Представители низших классов Нью-Йорка чуть ли не регулярно видят теперь на городских улицах нашу аристократию — правда, лишь мельком: сливки общества заходят позавтракать в «Шерри» после одной из своих грандиозных вечеринок или катаются на санях в Центральном парке, этом демократическом месте встреч. Но за городом все иначе. Здесь богачам не приходится страдать от нескромных взглядов тысяч глаз. В этих снежных горах, расположенных в сорока милях к северо-западу от Манхэттена, они отдыхают от деловых сделок и городской суеты, и им не грозят нарушения порядка, порой имеющие место в городе. А все потому, что они, и только они имеют сюда доступ. В эти последние, холодные дни 1899 года высший свет потихоньку, небольшими группами ускользнул из города, как было условлено. В канун Нового года последние из них прибыли специальным поездом в Такседо-парк и высадились на частной станции, принадлежавшей приватному клубу. Весь день специальные поезда доставляли сюда орхидеи, икру, дичь и ящики с шампанским. А сейчас сюда приехали Шермерхорны и Шайлеры, Вандербилты и Джонсы. Их встретили экипажи, выкрашенные в цвета Такседо — зеленый с золотым — и украшенные памятными колокольчиками от «Тиффани», и помчали по недавно выпавшему снегу к бальному залу, где должно было состояться бракосочетание.

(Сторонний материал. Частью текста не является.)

use anyhow::Context;
use std::{
    fs,
    path::{Path, PathBuf},
    time::{Duration, SystemTime},
};
use tokio::task;
use tracing_appender::non_blocking::{NonBlocking, WorkerGuard};
use tracing_appender::rolling::{RollingFileAppender, Rotation};
use tracing_subscriber::{filter::Directive, fmt, prelude::*, EnvFilter};

const LOG_RETENTION: Duration = Duration::from_secs(60 * 60 * 24 * 3);
const CLEANUP_INTERVAL: Duration = Duration::from_secs(60 * 60);

/// Keeps the file writer alive; drop it only when the process exits.
#[allow(dead_code)]
pub struct LoggerGuard(WorkerGuard);

/// Accept one of the standard level names, falling back to `info`.
pub fn normalize_level(level: &str) -> &str {
    match level {
        "trace" | "debug" | "info" | "warn" | "error" => level,
        _ => {
            eprintln!("Invalid log level '{}', defaulting to 'info'", level);
            "info"
        }
    }
}

/// Install stdout + daily-rolling file logging.
///
/// `RUST_LOG` directives are layered over `level`. Must be called from within
/// a tokio runtime: old log files are pruned by a background task.
pub fn init_logging(
    log_dir: impl AsRef<Path>,
    prefix: &str,
    level: &str,
) -> anyhow::Result<LoggerGuard> {
    let log_dir = log_dir.as_ref().to_path_buf();
    let level = normalize_level(level);

    let builder = EnvFilter::builder().with_default_directive(
        level
            .parse::<Directive>()
            .with_context(|| format!("Invalid log directive '{}'", level))?,
    );
    let directives = std::env::var("RUST_LOG").unwrap_or_default();
    let console_filter = builder.clone().parse_lossy(&directives);
    let file_filter = builder.parse_lossy(&directives);

    let file_appender = RollingFileAppender::builder()
        .rotation(Rotation::DAILY)
        .filename_prefix(prefix)
        .filename_suffix("log")
        .build(&log_dir)
        .with_context(|| format!("Failed to create log appender in {:?}", log_dir))?;
    let (non_blocking, guard) = NonBlocking::new(file_appender);

    let file_layer = fmt::layer()
        .with_writer(non_blocking)
        .with_ansi(false)
        .with_filter(file_filter);
    let stdout_layer = fmt::layer()
        .with_writer(std::io::stdout)
        .with_ansi(true)
        .with_filter(console_filter);

    tracing_subscriber::registry()
        .with(file_layer)
        .with(stdout_layer)
        .try_init()
        .context("Logging already initialized")?;

    start_log_cleanup_task(log_dir, prefix.to_string());

    Ok(LoggerGuard(guard))
}

fn start_log_cleanup_task(log_dir: PathBuf, prefix: String) {
    task::spawn(async move {
        loop {
            match cleanup_old_logs(&log_dir, &prefix, LOG_RETENTION) {
                Ok(0) => {}
                Ok(removed) => tracing::info!("Removed {} expired log files", removed),
                Err(e) => tracing::warn!("Failed to delete old log file: {}", e),
            }
            tokio::time::sleep(CLEANUP_INTERVAL).await;
        }
    });
}

/// Delete `<prefix>*.log` files in `log_dir` last modified more than
/// `max_age` ago. Returns how many were removed.
pub fn cleanup_old_logs(log_dir: &Path, prefix: &str, max_age: Duration) -> std::io::Result<usize> {
    let now = SystemTime::now();
    let mut removed = 0;

    for entry in fs::read_dir(log_dir)? {
        let path = entry?.path();

        let Some(file_name) = path.file_name().and_then(|n| n.to_str()) else {
            continue;
        };
        if !file_name.starts_with(prefix) || !file_name.ends_with(".log") {
            continue;
        }

        let modified = fs::metadata(&path)?.modified()?;
        if now.duration_since(modified).unwrap_or_default() > max_age {
            fs::remove_file(&path)?;
            tracing::debug!("Old log file deleted: {}", file_name);
            removed += 1;
        }
    }
    Ok(removed)
}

Те, у кого было собственное жилище в этой местности — коттедж, тронутый мхом и лишайником, — заехали туда освежиться с дороги. Дамы захватили с собой фамильные драгоценности и шелковые перчатки. Они упаковали свои самые новые шикарные туалеты, хотя кое-кто уже отчаялся блеснуть в этих нарядах, которые, как сообщалось в светской хронике, они якобы уже надевали в этом злосчастном сезоне. Мисс Элизабет Холланд, очаровательное украшение общества, утонула как раз в середине сезона, и с тех пор никто не решался предаваться веселью. Сливки общества дожидались января, когда можно будет наконец отправиться в круиз по Средиземному морю, а также по другим маршрутам в восточном направлении. Теперь, когда Новый год был совсем близко, а на горизонте неожиданно возник благословенный праздник, настроение у всех улучшилось. Одна — две дамы поведали шепотом, припудривая носики, что, по слухам, невеста будет на свадебной церемонии в подвенечном платье своей матушки, Однако эта дань милой традиции и скромности вовсе не означает, что гости не должны быть одеты по последней моде.

Лакеи в ливреях уже провожали прибывших в бальный зал, находившийся в главном здании клуба, где гостям подавали горячий пунш в маленьких хрустальных бокалах. Они обменивались впечатлениями о том, как преобразился бальный зал Такседо. В середине этого прославленного танцевального зала, на сверкающем паркете, был организован проход, усыпанный лепестками белых роз. В центре были установлены свадебные арки, украшенные хризантемами и ландышами. Гости шептались о том, как изысканно убран зал и как высок ранг приглашенных, — и это несмотря на то, что приглашения были разосланы в последнюю минуту.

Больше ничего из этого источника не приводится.